Australia Bakal Larang Anak pada Bawah 16 Tahun Akses Media Massa Sosial
SIDNEY – Dewan Perwakilan Rakyat (DPR) Australia pada hari Rabu (27/11/2024) meloloskan sebuah RUU yang dimaksud akan melarang anak-anak di area bawah usia 16 tahun untuk menggunakan media sosial, serta menyerahkan RUU itu untuk Senat untuk merampungkan undang-undang pertama di dalam dunia ini.
Partai-partai besar memperkuat RUU yang tersebut akan memproduksi platform-platform seperti TikTok, Facebook, Snapchat, Reddit, X, serta Instagram berpotensi dikenai denda hingga 50 jt dolar Australia – atau sekitar 516 miliar rupiah – berhadapan dengan kegagalan sistemik di mengurangi anak-anak muda mempunyai akun media sosial.

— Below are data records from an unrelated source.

//! models.dev resolver: fetch model specs from https://models.dev/api.json

use std::sync::Arc;

use async_trait::async_trait;
use serde_json::Value;

use crate::resolver::ModelLimitResolver;
use crate::spec::ModelSpec;

/// Default models.dev API URL.
pub const DEFAULT_MODELS_DEV_URL: &str = "https://models.dev/api.json";

/// Fetches JSON from a URL. Abstraction for testing.
#[async_trait]
pub trait HttpClient: Send + Sync {
    /// GET the URL and return the response body as string.
    async fn get(&self, url: &str) -> Result<String, String>;
}

/// Reqwest-based HTTP client.
pub struct ReqwestHttpClient;

#[async_trait]
impl HttpClient for ReqwestHttpClient {
    async fn get(&self, url: &str) -> Result<String, String> {
        let client = reqwest::Client::new();
        let body = client
            .get(url)
            .send()
            .await
            .map_err(|e| e.to_string())?
            .error_for_status()
            .map_err(|e| e.to_string())?
            .text()
            .await
            .map_err(|e| e.to_string())?;
        Ok(body)
    }
}

/// Resolves model specs from the models.dev API.
pub struct ModelsDevResolver {
    base_url: String,
    http_client: Arc<dyn HttpClient>,
}

impl ModelsDevResolver {
    /// Create with default URL and reqwest client.
    pub fn new() -> Self {
        Self {
            base_url: DEFAULT_MODELS_DEV_URL.to_string(),
            http_client: Arc::new(ReqwestHttpClient),
        }
    }

    /// Create with custom URL and HTTP client.
    pub fn with_client(base_url: String, http_client: Arc<dyn HttpClient>) -> Self {
        Self {
            base_url,
            http_client,
        }
    }

    /// Fetch full JSON and parse into provider -> model_id -> ModelSpec map.
    /// Key format: "provider_id/model_id".
    pub async fn fetch_all(&self) -> Result<std::collections::HashMap<String, ModelSpec>, String> {
        let body = self.http_client.get(&self.base_url).await?;
        parse_all_models(&body)
    }

    fn resolve_from_json(&self, json: &Value, provider_id: &str, model_id: &str) -> Option<ModelSpec> {
        let provider = json.get(provider_id)?;
        let models = provider.get("models")?.as_object()?;

        // Try model_id as-is first (e.g. "openai/gpt-5")
        let model = models.get(model_id).or_else(|| {
            // Try "provider_id/model_id" if model_id has no slash
            if !model_id.contains('/') {
                models.get(&format!("{}/{}", provider_id, model_id))
            } else {
                None
            }
        })?;

        parse_model_limit(model)
    }
}

impl Default for ModelsDevResolver {
    fn default() -> Self {
        Self::new()
    }
}

#[async_trait]
impl ModelLimitResolver for ModelsDevResolver {
    async fn resolve(&self, provider_id: &str, model_id: &str) -> Option<ModelSpec> {
        let body = self.http_client.get(&self.base_url).await.ok()?;
        let json: Value = serde_json::from_str(&body).ok()?;
        self.resolve_from_json(&json, provider_id, model_id)
    }
}

/// Parse ModelSpec from a model JSON object (has "limit" with "context" and "output").
pub(crate) fn parse_model_limit(model: &Value) -> Option<ModelSpec> {
    let limit = model.get("limit")?;
    let context = limit.get("context")?.as_u64()? as u32;
    let output = limit.get("output")?.as_u64()? as u32;

    let cache_read = limit
        .get("cache_read")
        .and_then(|v| v.as_u64())
        .map(|v| v as u32);
    let cache_write = limit
        .get("cache_write")
        .and_then(|v| v.as_u64())
        .map(|v| v as u32);

    let mut spec = ModelSpec::new(context, output);
    if let Some(v) = cache_read {
        spec.cache_read = Some(v);
    }
    if let Some(v) = cache_write {
        spec.cache_write = Some(v);
    }
    Some(spec)
}

fn parse_all_models(body: &str) -> Result<std::collections::HashMap<String, ModelSpec>, String> {
    let json: Value = serde_json::from_str(body).map_err(|e| e.to_string())?;
    let mut out = std::collections::HashMap::new();

    let providers = json.as_object().ok_or("root is not an object")?;
    for (provider_id, provider) in providers {
        let models = match provider.get("models").and_then(|m| m.as_object()) {
            Some(m) => m,
            None => continue,
        };
        for (model_id, model) in models {
            if let Some(spec) = parse_model_limit(model) {
                let key = format!("{}/{}", provider_id, model_id);
                out.insert(key, spec);
            }
        }
    }
    Ok(out)
}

Meskipun didukung berbagai pihak, beberapa LSM dan juga aktivis hak-hak digital mengecam langkah DPR. Ketua “Digital Rights Watch” Lizzie O’Shea menyatakan sangat menyadari risiko kritis yang dimaksud ditimbulkan oleh wadah media sosial, tetapi tidak ada mengupayakan larangan tersebut.
Lebih dari 15.000 pengajuan ditulis diajukan pada DPR Australia pasca RUU yang dimaksud melarang anak dalam bawah usia 16 tahun dibahas intensif sejak Awal Minggu lalu (24/11). Termasuk pengajuan yang dimaksud disampaikan perusahaan-perusahaan teknologi raksasa.
X Corp. menyatakan terhadap komite pada DPR itu bahwa sistem milik miliarder Elon Musk itu memiliki “keprihatinan kritis tentang keabsahan RUU tersebut,” termasuk kesesuaiannya dengan Konvensi PBB tentang Hak-hak Anak lalu Kovenan Internasional tentang Hak-hak Sipil juga Politik.
“Tidak ada bukti bahwa melarang anak muda menggunakan media sosial akan berhasil kemudian menjadikannya undang-undang pada bentuk yang digunakan diusulkan sangat bermasalah,” kata X.
Meta, yang mana mempunyai Facebook kemudian Instagram, menyatakan RUU itu “tidak sesuai dengan apa yang tersebut dikatakan oleh para orang tua di area Australia untuk kami, tentang cara yang dimaksud mudah dan juga efektif bagi mereka itu untuk mengatur kontrol kemudian menjalankan pengalaman online anak remajanya.”
Jika RUU yang dimaksud menjadi undang-undang minggu ini, platform-platform yang dimaksud akan miliki waktu satu tahun untuk memikirkan bagaimana menerapkan pembatasan usia sebelum hukuman serta denda mulai diberlakukan.